If Driver is middle management, Jackie is a supervisor and the rest are strictly worker bees. Everyone has to do their job or face the consequences. Even Gandolfini's Mickey, at one time an equal of Jackie, is at risk of redundancy if things go wrong.
As the story builds and plays out, Dominik comes back time and again to his business theme. Just in case the message is not getting through, he shoehorns in a George W Bush address on the growing banking crisis. The unspoken question is clear: in a society such as this, who are the bigger criminals? The ones who mug you in an alley, or the ones who sit behind a computer screen on Wall Street and gamble away your pension? While heavy-handed – the whole film is guilty of that vice – it is effective.
Dominik is good on the gabby stuff, with the exchanges between Jenkins and Pitt, Pitt and Gandolfini, Pitt and everybody, sugary and spicy treats. It is during one of these conversations that Pitt explains the hassles of this kind of business, and how it is always better to employ the gentle approach. Hence the film's title.
Even in these post-Sopranos, post-Wire days, there has to be more to a crime drama than chat, and Dominik delivers several startling set pieces. One of them is a spectacular example of high style applied to the most grisly of events. This is designer violence ramped up to the utmost: horribly distasteful yet grotesquely compelling too. As for the violence in general, that 18 certificate is not there for fun.
There are many swaggering performances to recommend here. Liotta has a lot of retro charm, with Jenkins once again proving himself the most subtle of comedians.

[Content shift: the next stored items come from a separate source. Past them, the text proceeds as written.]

impl FeatureVector {
    /// All-zero vector
    pub fn new() -> Self {
        Self::default()
    }

    /// Build from (name, value) pairs; unknown names are ignored, missing ones are 0.0
    pub fn from_pairs<'a, I>(pairs: I) -> Self
    where
        I: IntoIterator<Item = (&'a str, f64)>,
    {
        let mut vector = Self::new();
        for (name, value) in pairs {
            if let Some(feature) = Feature::from_name(name) {
                vector.set(feature, value);
            }
        }
        vector
    }

    pub fn get(&self, feature: Feature) -> f64 {
        self.values[feature.index()]
    }

    /// Lookup by name; names outside the schema read as 0.0
    pub fn get_by_name(&self, name: &str) -> f64 {
        Feature::from_name(name).map(|f| self.get(f)).unwrap_or(0.0)
    }

    /// Store a value. Non-finite values are stored as 0.0.
    pub fn set(&mut self, feature: Feature, value: f64) {
        self.values[feature.index()] = if value.is_finite() { value } else { 0.0 };
    }

    /// Features and values in schema order
    pub fn iter(&self) -> impl Iterator<Item = (Feature, f64)> + '_ {
        Feature::ALL.iter().map(move |f| (*f, self.get(*f)))
    }

    pub fn to_map(&self) -> BTreeMap<&'static str, f64> {
        self.iter().map(|(f, v)| (f.name(), v)).collect()
    }

    pub fn schema_version(&self) -> u32 {
        FEATURE_SCHEMA_VERSION
    }
}

impl Serialize for FeatureVector {
    fn serialize<S: Serializer>(&self, serializer: S) -> Result<S::Ok, S::Error> {
        let mut map = serializer.serialize_map(Some(Feature::COUNT))?;
        for (feature, value) in self.iter() {
            map.serialize_entry(feature.name(), &value)?;
        }
        map.end()
    }
}

impl<'de> Deserialize<'de> for FeatureVector {
    fn deserialize<D: Deserializer<'de>>(deserializer: D) -> Result<Self, D::Error> {
        let raw = BTreeMap::<String, f64>::deserialize(deserializer)?;
        Ok(FeatureVector::from_pairs(raw.iter().map(|(k, v)| (k.as_str(), *v))))
    }
}

/// Feature extractor over segmented events and the raw series
#[derive(Debug, Clone, Copy, Default)]
pub struct FeatureExtractor;

impl FeatureExtractor {
    pub fn new() -> Self {
        Self
    }

    /// Extract every feature group
    pub fn extract(&self, events: &[EyeEvent], raw: &GazeSeries) -> FeatureVector {
        let mut features = FeatureVector::new();

        let saccades: Vec<&Saccade> = events.iter().filter_map(EyeEvent::as_saccade).collect();
        let fixations: Vec<&Fixation> = events.iter().filter_map(EyeEvent::as_fixation).collect();

        self.saccade_features(&saccades, &mut features);
        self.fixation_features(&fixations, &mut features);
        self.spatial_features(raw, &mut features);
        self.pupil_features(raw, &mut features);
        self.kinematic_features(raw, &mut features);

        features
    }

    fn saccade_features(&self, saccades: &[&Saccade], out: &mut FeatureVector) {
        let (Some(first), Some(last)) = (saccades.first(), saccades.last()) else {
            return;
        };

        let amplitudes: Vec<f64> = saccades.iter().map(|s| s.amplitude).collect();
        let velocities: Vec<f64> = saccades.iter().map(|s| s.peak_velocity).collect();
        let durations: Vec<f64> = saccades.iter().map(|s| s.duration_ms).collect();

        let span_s = (last.end_time_ms - first.start_time_ms) / 1000.0;

        out.set(Feature::SaccadeCount, saccades.len() as f64);
        out.set(Feature::SaccadeRate, rate(saccades.len(), span_s));
        out.set(Feature::MeanSaccadeAmplitude, mean(&amplitudes));
        out.set(Feature::StdSaccadeAmplitude, population_std(&amplitudes));
        out.set(Feature::MeanSaccadeVelocity, mean(&velocities));
        out.set(Feature::StdSaccadeVelocity, population_std(&velocities));
        out.set(Feature::MeanSaccadeDuration, mean(&durations));
        out.set(Feature::StdSaccadeDuration, population_std(&durations));
    }

    fn fixation_features(&self, fixations: &[&Fixation], out: &mut FeatureVector) {
        let (Some(first), Some(last)) = (fixations.first(), fixations.last()) else {
            return;
        };

        let durations: Vec<f64> = fixations.iter().map(|f| f.duration_ms).collect();
        let span_s = (last.end_time_ms - first.start_time_ms) / 1000.0;

        out.set(Feature::FixationCount, fixations.len() as f64);
        out.set(Feature::FixationRate, rate(fixations.len(), span_s));
        out.set(Feature::MeanFixationDuration, mean(&durations));
        out.set(Feature::StdFixationDuration, population_std(&durations));
        out.set(Feature::TotalFixationTime, durations.iter().sum());
    }

    fn spatial_features(&self, raw: &GazeSeries, out: &mut FeatureVector) {
        let (x, y) = (raw.x(), raw.y());
        let x_range = range(x);
        let y_range = range(y);

        let total_distance: f64 = x
            .windows(2)
            .zip(y.windows(2))
            .map(|(xw, yw)| {
                let dx = xw[1] - xw[0];
                let dy = yw[1] - yw[0];
                (dx * dx + dy * dy).sqrt()
            })
            .sum();

        out.set(Feature::XRange, x_range);
        out.set(Feature::YRange, y_range);
        out.set(Feature::XStd, population_std(x));
        out.set(Feature::YStd, population_std(y));
        // Bounding-box approximation of the visited area
        out.set(Feature::CoverageArea, x_range * y_range);
        out.set(Feature::XMean, mean(x));
        out.set(Feature::YMean, mean(y));
        out.set(Feature::TotalDistance, total_distance);
    }

    fn pupil_features(&self, raw: &GazeSeries, out: &mut FeatureVector) {
        let Some(pupil) = raw.pupil() else {
            return;
        };
        let valid: Vec<f64> = pupil.iter().copied().filter(|p| p.is_finite()).collect();
        if valid.is_empty() {
            return;
        }

        let pupil_mean = mean(&valid);
        let pupil_std = population_std(&valid);
        let variability = if pupil_mean > 0.0 { pupil_std / pupil_mean } else { 0.0 };

        out.set(Feature::MeanPupilSize, pupil_mean);
        out.set(Feature::StdPupilSize, pupil_std);
        out.set(Feature::PupilSizeVariability, variability);
    }

    fn kinematic_features(&self, raw: &GazeSeries, out: &mut FeatureVector) {
        let velocity = raw.velocity();
        let abs_acceleration: Vec<f64> = raw.acceleration().iter().map(|a| a.abs()).collect();

        out.set(Feature::MeanVelocity, mean(velocity));
        out.set(Feature::StdVelocity, population_std(velocity));
        out.set(Feature::MaxVelocity, max(velocity));
        out.set(Feature::MeanAcceleration, mean(&abs_acceleration));
        out.set(Feature::StdAcceleration, population_std(&abs_acceleration));
        out.set(Feature::MaxAcceleration, max(&abs_acceleration));
    }
}

/// Events per second over `span_s`; zero for a non-positive span
fn rate(count: usize, span_s: f64) -> f64 {
    if span_s > 0.0 {
        count as f64 / span_s
    } else {
        0.0
    }
}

The youngsters – McNairy, the new Steve Buscemi in my book; and Mendersohn – are terrific.
Even though it is a very crowded stage, it is Pitt, cool hand Brad himself, who impresses most. If the job of being a true movie star is to make every character compelling, however loathsome that character may be, Pitt does the business. Give that worker an employee of the month award.